In the version passed by the NPC yesterday, the phrases were changed to 'protect legal income', 'adjust excessively high income' and 'ban illegal income'.

With the mainland's rapid economic development, the wealth gap between rich and poor is at its widest since open-door policies began in the late 1970s. Employees in government and state-owned enterprises often take advantage of their positions to approve projects, set prices or influence other deals and then to reap 'grey income' in bribes, backhanders and other forms of corruption.

But Gao Wei, a vice-mayor of Chaoyang, Liaoning, an NPC deputy, said: 'There is no recognised definition of grey income. Many people think that grey income is not illegal, but just unreasonable. It's hard to handle this situation.'

Zhang Kangkang, a delegate to the Chinese People's Political Consultative Conference, said 'regulating' grey income was too lenient a term. If the income were not strictly defined, irregularities would become rampant.
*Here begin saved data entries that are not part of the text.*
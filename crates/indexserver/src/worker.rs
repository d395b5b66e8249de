//! The indexing worker: pops one repository at a time off the queue,
//! decides how much of a build is needed, orchestrates git and the builder
//! subprocess, and records the outcome back onto the queue.

use crate::process::Cmd;
use crate::App;
use anyhow::Context;
use models::{IndexOptions, IndexState};
use shardset::scan;
use std::sync::Arc;
use std::time::{Duration, Instant};

/// Sleep while the pause marker is present.
const PAUSE_RETRY: Duration = Duration::from_secs(5);
/// Sleep when the queue is empty.
const IDLE_SLEEP: Duration = Duration::from_secs(1);

/// Well-known id of git's empty tree; the synthetic HEAD commit of an empty
/// repository is a commit of this tree.
const EMPTY_TREE: &str = "4b825dc642cb6eb9a060e54bf8d69288fbee4904";

pub struct Worker {
    app: Arc<App>,
}

impl Worker {
    pub fn new(app: Arc<App>) -> Self {
        Self { app }
    }

    pub async fn run(self) -> anyhow::Result<()> {
        loop {
            match self.app.shards.paused() {
                Ok(None) => {}
                Ok(Some(reason)) => {
                    tracing::info!(reason, "PAUSE file present, indexing halted");
                    tokio::time::sleep(PAUSE_RETRY).await;
                    continue;
                }
                Err(err) => {
                    tracing::warn!(%err, "failed to read pause marker");
                    tokio::time::sleep(PAUSE_RETRY).await;
                    continue;
                }
            }
            let Some(opts) = self.app.queue.pop() else {
                tokio::time::sleep(IDLE_SLEEP).await;
                continue;
            };

            let started = Instant::now();
            let state = match self.index_one(&opts).await {
                Ok(state) => state,
                Err(err) => {
                    tracing::error!(
                        repo = %opts.name,
                        id = %opts.repo_id,
                        err = format!("{err:#}"),
                        "indexing failed"
                    );
                    IndexState::Fail
                }
            };
            self.app.queue.set_indexed(&opts, state);

            let elapsed = started.elapsed();
            metrics::counter!("index_attempts_total", "state" => state.as_str()).increment(1);
            if state == IndexState::Fail {
                metrics::counter!("index_failing_total").increment(1);
            }
            let repo_label = if self.app.separate_metrics_for(&opts.name) {
                opts.name.clone()
            } else {
                "other".to_string()
            };
            metrics::histogram!("index_duration_seconds", "repo" => repo_label)
                .record(elapsed.as_secs_f64());
            tracing::info!(
                repo = %opts.name,
                id = %opts.repo_id,
                %state,
                elapsed_s = elapsed.as_secs(),
                "indexing attempt finished"
            );
        }
    }

    /// Index one repository according to its options. The incremental
    /// pre-check keeps this a metadata-only or no-op operation whenever the
    /// existing shards already carry the right content.
    pub async fn index_one(&self, opts: &IndexOptions) -> anyhow::Result<IndexState> {
        if opts.branches.is_empty() {
            return self.record_empty(opts).await.map(|()| IndexState::Empty);
        }

        let existing = scan::existing_for_repo(&self.app.shards, opts.repo_id)?;
        match scan::compare(&existing, opts) {
            scan::CompareState::Equal => Ok(IndexState::Noop),
            scan::CompareState::MetaOnly => match scan::rewrite_metadata(&existing, opts) {
                Ok(()) => Ok(IndexState::SuccessMeta),
                Err(err) => {
                    tracing::warn!(
                        repo = %opts.name,
                        %err,
                        "metadata rewrite failed, falling back to a full build"
                    );
                    self.build(opts, &existing).await.map(|()| IndexState::Success)
                }
            },
            scan::CompareState::ContentDiffers | scan::CompareState::Corrupt => {
                self.build(opts, &existing).await.map(|()| IndexState::Success)
            }
        }
    }

    /// Full (or delta) build: assemble a bare git dir holding exactly the
    /// requested commits, then hand it to the builder, which publishes
    /// shards into the index directory by atomic rename.
    async fn build(&self, opts: &IndexOptions, existing: &scan::Existing) -> anyhow::Result<()> {
        let cfg = &self.app.cfg;
        let scratch = tempfile::TempDir::new_in(self.app.shards.scratch_dir())
            .context("failed to create build scratch directory")?;
        let git_dir = scratch.path().join("git");
        let git_dir_str = git_dir.to_string_lossy().into_owned();

        self.run_checked(
            Cmd::new(&cfg.git_binary)
                .arg("init")
                .arg("--bare")
                .arg("--quiet")
                .arg(&git_dir_str),
        )
        .await?;

        let prior_commits = self.delta_base(opts, existing);
        let mut fetch = Cmd::new(&cfg.git_binary)
            .arg("-C")
            .arg(&git_dir_str)
            .arg("fetch")
            .arg("--depth=1")
            .arg("--no-tags")
            .arg("--quiet")
            .arg(&opts.clone_url)
            .args(opts.branches.iter().map(|b| b.version.clone()));
        if let Some(prior) = &prior_commits {
            fetch = fetch.args(prior.iter().cloned());
        }
        self.run_checked(
            fetch
                .timeout(cfg.index_timeout)
                .silence_timeout(cfg.silence_timeout),
        )
        .await?;

        for branch in &opts.branches {
            self.run_checked(
                Cmd::new(&cfg.git_binary)
                    .arg("-C")
                    .arg(&git_dir_str)
                    .arg("update-ref")
                    .arg(format!("refs/heads/{}", branch.name))
                    .arg(&branch.version),
            )
            .await?;
        }

        self.write_repo_config(&git_dir_str, opts).await?;
        self.run_builder(&git_dir_str, opts, prior_commits.is_some())
            .await
    }

    /// A repository with zero branches is recorded with an intentionally
    /// empty shard: a synthetic HEAD commit of the empty tree.
    async fn record_empty(&self, opts: &IndexOptions) -> anyhow::Result<()> {
        let cfg = &self.app.cfg;
        let scratch = tempfile::TempDir::new_in(self.app.shards.scratch_dir())
            .context("failed to create build scratch directory")?;
        let git_dir = scratch.path().join("git");
        let git_dir_str = git_dir.to_string_lossy().into_owned();

        self.run_checked(
            Cmd::new(&cfg.git_binary)
                .arg("init")
                .arg("--bare")
                .arg("--quiet")
                .arg(&git_dir_str),
        )
        .await?;

        let output = self
            .run_checked(
                Cmd::new(&cfg.git_binary)
                    .arg("-C")
                    .arg(&git_dir_str)
                    .arg("-c")
                    .arg("user.name=indexserver")
                    .arg("-c")
                    .arg("user.email=indexserver@localhost")
                    .arg("commit-tree")
                    .arg(EMPTY_TREE)
                    .arg("-m")
                    .arg("empty repository"),
            )
            .await?;
        let commit = output.trim().to_string();
        anyhow::ensure!(!commit.is_empty(), "commit-tree produced no commit id");

        self.run_checked(
            Cmd::new(&cfg.git_binary)
                .arg("-C")
                .arg(&git_dir_str)
                .arg("update-ref")
                .arg("refs/heads/HEAD")
                .arg(&commit),
        )
        .await?;

        self.write_repo_config(&git_dir_str, opts).await?;

        let mut empty = opts.clone();
        empty.branches = vec![models::Branch::new("HEAD", commit)];
        self.run_builder(&git_dir_str, &empty, false).await
    }

    /// Repo-level options travel to the builder as `zoekt.*` git config
    /// keys in the bare checkout.
    async fn write_repo_config(&self, git_dir: &str, opts: &IndexOptions) -> anyhow::Result<()> {
        let cfg = &self.app.cfg;
        let keys = [
            ("zoekt.name", opts.name.clone()),
            ("zoekt.repoid", opts.repo_id.to_string()),
            ("zoekt.public", bool_flag(opts.public)),
            ("zoekt.fork", bool_flag(opts.fork)),
            ("zoekt.archived", bool_flag(opts.archived)),
            ("zoekt.priority", opts.priority.to_string()),
        ];
        for (key, value) in keys {
            self.run_checked(
                Cmd::new(&cfg.git_binary)
                    .arg("-C")
                    .arg(git_dir)
                    .arg("config")
                    .arg(key)
                    .arg(value),
            )
            .await?;
        }
        for glob in &opts.large_files {
            self.run_checked(
                Cmd::new(&cfg.git_binary)
                    .arg("-C")
                    .arg(git_dir)
                    .arg("config")
                    .arg("--add")
                    .arg("zoekt.largeFile")
                    .arg(glob),
            )
            .await?;
        }
        Ok(())
    }

    async fn run_builder(
        &self,
        git_dir: &str,
        opts: &IndexOptions,
        delta: bool,
    ) -> anyhow::Result<()> {
        let cfg = &self.app.cfg;
        let branches: Vec<&str> = opts.branches.iter().map(|b| b.name.as_str()).collect();

        let mut cmd = Cmd::new(&cfg.index_binary)
            .arg("-index")
            .arg(self.app.shards.root().to_string_lossy().into_owned())
            .arg("-parallelism")
            .arg(cfg.parallelism().to_string())
            .arg("-file_limit")
            .arg(cfg.file_limit.to_string())
            .arg("-branches")
            .arg(branches.join(","))
            .arg("-incremental");
        if opts.symbols {
            cmd = cmd.arg("-require_ctags");
        }
        if delta {
            cmd = cmd
                .arg("-delta")
                .arg("-delta_shard_number_fallback_threshold")
                .arg(self.delta_threshold(opts).to_string());
        }
        cmd = cmd
            .arg(git_dir)
            .timeout(cfg.index_timeout)
            .silence_timeout(cfg.silence_timeout);

        // The builder mutates the shard directory; serialize with cleanup
        // and the compound maintainer.
        let _guard = self.app.dir_lock.lock().await;
        self.run_checked(cmd).await.map(|_| ())
    }

    /// Decide whether this build may be a delta build, and if so return the
    /// prior commits to fetch alongside the new ones.
    fn delta_base(&self, opts: &IndexOptions, existing: &scan::Existing) -> Option<Vec<String>> {
        let enabled =
            opts.allow_delta || self.app.cfg.delta_repos.iter().any(|n| *n == opts.name);
        if !enabled {
            return None;
        }
        let entry = existing.entry.as_ref()?;

        if existing.files.len() as u64 > self.delta_threshold(opts) {
            tracing::debug!(
                repo = %opts.name,
                shards = existing.files.len(),
                "too many prior shards, falling back to a full build"
            );
            return None;
        }

        // Delta builds need a complete prior manifest: a recorded commit
        // for every branch we are about to index.
        let mut prior = Vec::with_capacity(opts.branches.len());
        for branch in &opts.branches {
            let recorded = entry.branches.iter().find(|b| b.name == branch.name)?;
            prior.push(recorded.version.clone());
        }
        Some(prior)
    }

    fn delta_threshold(&self, opts: &IndexOptions) -> u64 {
        if opts.delta_shard_threshold > 0 {
            opts.delta_shard_threshold
        } else {
            self.app.cfg.delta_shard_threshold
        }
    }

    async fn run_checked(&self, cmd: Cmd) -> anyhow::Result<String> {
        let line = cmd.line();
        let output = self.app.runner.run(cmd).await?;
        if !output.success() {
            anyhow::bail!(
                "{line} exited with {:?}: {}",
                output.code,
                output.stderr_tail()
            );
        }
        Ok(output.stdout_string())
    }
}

fn bool_flag(v: bool) -> String {
    if v { "1" } else { "0" }.to_string()
}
Wang Xiaolu - a researcher with the China Reform Foundation, a non-governmental organisation - said embezzlement of public funds and the hoarding of property was one major source of grey income. About 4.4 trillion yuan (HK$5 trillion) worth of 'grey income' was not included in the 2005 official resident income statistics, equivalent to about 24 per cent of the gross domestic product that year, Wang said after investigating the household incomes of more than 2,000 people throughout the country in 2005 and 2006.

It was clear from past graft cases involving officials that personal incomes were far greater than the officials had reported, with many cash deals done or deals done using false identities, former state auditor Li Jinhua , vice-chairman of the Chinese People's Political Consultative Conference and a former state auditor, told the People's Daily.

Li said the growing wealth of top officials' families 'is what everybody is most dissatisfied about', and officials' 'grey income' and cash transactions on the side made it difficult to tell who was on the take.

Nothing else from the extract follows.